▶ [Instructions to follow] Once the line containing "pub mod dialect;" has been printed, stop; print every line before it exactly, starting at the top of the material below.
++++ Supplied data ++++
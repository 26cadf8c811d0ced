//! NodeScript - compiler and watch-mode build driver for the `.ns` dialect
//!
//! NodeScript compiles a source file or a whole source tree into a parallel
//! tree of JavaScript files, and can keep the output live-updated while the
//! sources are being edited.

pub mod compile;
pub mod dialect;
pub mod error;
pub mod resolve;
pub mod traverse;
pub mod watcher;

// Re-exports for convenience
pub use compile::{map_output, CompileEvent, CompileRequest, Compiler, FailurePolicy};
pub use dialect::{DialectError, Frontend, NsFrontend, ParseOptions, SyntaxTree, TransformOptions};
pub use error::{NodeScriptError, NodeScriptResult};
pub use resolve::{resolve, CliOptions};
pub use traverse::{source_files, SourceWalk};
pub use watcher::{watch, DebounceState, WatchKind, WatchOptions};

/// Extension identifying NodeScript sources
pub const SOURCE_EXT: &str = "ns";

/// Extension applied to compiled output files
pub const TARGET_EXT: &str = "js";
//! Logging and tracing bootstrap.

use tracing_subscriber::EnvFilter;

use bookly_kernel::settings::{LogFormat, TelemetrySettings};

/// Initialize the tracing pipeline from settings. `RUST_LOG` overrides the
/// configured default filter. Safe to call more than once; later calls are
/// no-ops.
pub fn init(settings: &TelemetrySettings) {
    let filter = EnvFilter::try_from_default_env()
        .unwrap_or_else(|_| EnvFilter::new(&settings.default_filter));

    let result = match settings.log_format {
        LogFormat::Pretty => tracing_subscriber::fmt()
            .with_env_filter(filter)
            .try_init(),
        LogFormat::Json => tracing_subscriber::fmt()
            .with_env_filter(filter)
            .json()
            .try_init(),
    };

    if result.is_ok() {
        tracing::info!(
            target: "bookly-telemetry",
            format = ?settings.log_format,
            "telemetry initialized"
        );
    }
}
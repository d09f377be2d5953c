use async_trait::async_trait;
use axum::Router;

/// Context provided to modules during initialization
pub struct InitCtx<'a> {
    pub settings: &'a crate::settings::Settings,
}

/// Core module trait that every Bookly resource module implements
#[async_trait]
pub trait Module: Sync + Send {
    /// Unique name for this module; also the path segment it is mounted under
    fn name(&self) -> &'static str;

    /// Initialize the module with the provided context
    /// Called during application startup before the server binds
    async fn init(&self, _ctx: &InitCtx<'_>) -> anyhow::Result<()> {
        Ok(())
    }

    /// Return the Axum router for this module's routes
    /// Routes will be mounted under `/api/{version}/{module_name}`
    fn routes(&self) -> Router {
        Router::new()
    }

    /// Return OpenAPI specification fragment for this module as JSON
    /// Will be merged with other modules' specs
    fn openapi(&self) -> Option<serde_json::Value> {
        None
    }

    /// Start background tasks for this module
    /// Called after all modules are initialized
    async fn start(&self, _ctx: &InitCtx<'_>) -> anyhow::Result<()> {
        Ok(())
    }

    /// Stop the module and clean up resources
    /// Called during application shutdown
    async fn stop(&self) -> anyhow::Result<()> {
        Ok(())
    }
}
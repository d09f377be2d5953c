use chrono::{DateTime, NaiveDate, Utc};
use serde::{Deserialize, Serialize};
use uuid::Uuid;
use validator::Validate;

use crate::modules::reviews::models::Review;

/// A book as stored and returned by the API.
#[derive(Debug, Clone, Serialize, Deserialize)]
pub struct Book {
    /// Unique identifier, immutable once assigned
    pub uid: Uuid,
    pub title: String,
    pub author: String,
    pub publisher: String,
    pub published_date: NaiveDate,
    pub page_count: i32,
    pub language: String,
    pub created_at: DateTime<Utc>,
    pub updated_at: DateTime<Utc>,
}

/// Detail view: the book plus its reviews ordered by creation time.
#[derive(Debug, Clone, Serialize)]
pub struct BookDetail {
    #[serde(flatten)]
    pub book: Book,
    pub reviews: Vec<Review>,
}

/// Creation payload; uid and timestamps are server-assigned.
#[derive(Debug, Clone, Deserialize, Validate)]
pub struct BookCreate {
    #[validate(length(min = 1, max = 256))]
    pub title: String,
    #[validate(length(min = 1, max = 128))]
    pub author: String,
    #[validate(length(min = 1, max = 128))]
    pub publisher: String,
    pub published_date: NaiveDate,
    #[validate(range(min = 1))]
    pub page_count: i32,
    #[validate(length(min = 2, max = 32))]
    pub language: String,
}

/// Update payload; uid and published_date are immutable and therefore
/// absent from the update surface.
#[derive(Debug, Clone, Deserialize, Validate)]
pub struct BookUpdate {
    #[validate(length(min = 1, max = 256))]
    pub title: String,
    #[validate(length(min = 1, max = 128))]
    pub author: String,
    #[validate(length(min = 1, max = 128))]
    pub publisher: String,
    #[validate(range(min = 1))]
    pub page_count: i32,
    #[validate(length(min = 2, max = 32))]
    pub language: String,
}
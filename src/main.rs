use std::sync::Arc;

use anyhow::Context;

use bookly_kernel::settings::Settings;
use bookly_kernel::{InitCtx, ModuleRegistry};
use bookly_mail::MailClient;

use bookly_app::modules;

#[tokio::main]
async fn main() -> anyhow::Result<()> {
    let settings = Settings::load().with_context(|| "failed to load Bookly settings")?;
    bookly_telemetry::init(&settings.telemetry);

    tracing::info!(
        env = ?settings.environment,
        "bookly-app bootstrap starting"
    );

    let mail = Arc::new(
        MailClient::new(&settings.mail).with_context(|| "failed to construct mail client")?,
    );

    let mut registry = ModuleRegistry::new();
    modules::register_all(&mut registry, mail);

    let ctx = InitCtx {
        settings: &settings,
    };
    registry.init_all(&ctx).await?;
    registry.start_all(&ctx).await?;

    tracing::info!("bookly-app bootstrap complete");

    bookly_http::start_server(&registry, &settings).await?;

    registry.stop_all().await?;
    Ok(())
}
++++
▶ [Response to the exercise]
repository 26cadf8c811d0ced
//! NodeScript - compiler and watch-mode build driver for the `.ns` dialect
//!
//! NodeScript compiles a source file or a whole source tree into a parallel
//! tree of JavaScript files, and can keep the output live-updated while the
//! sources are being edited.

pub mod compile;
pub mod dialect;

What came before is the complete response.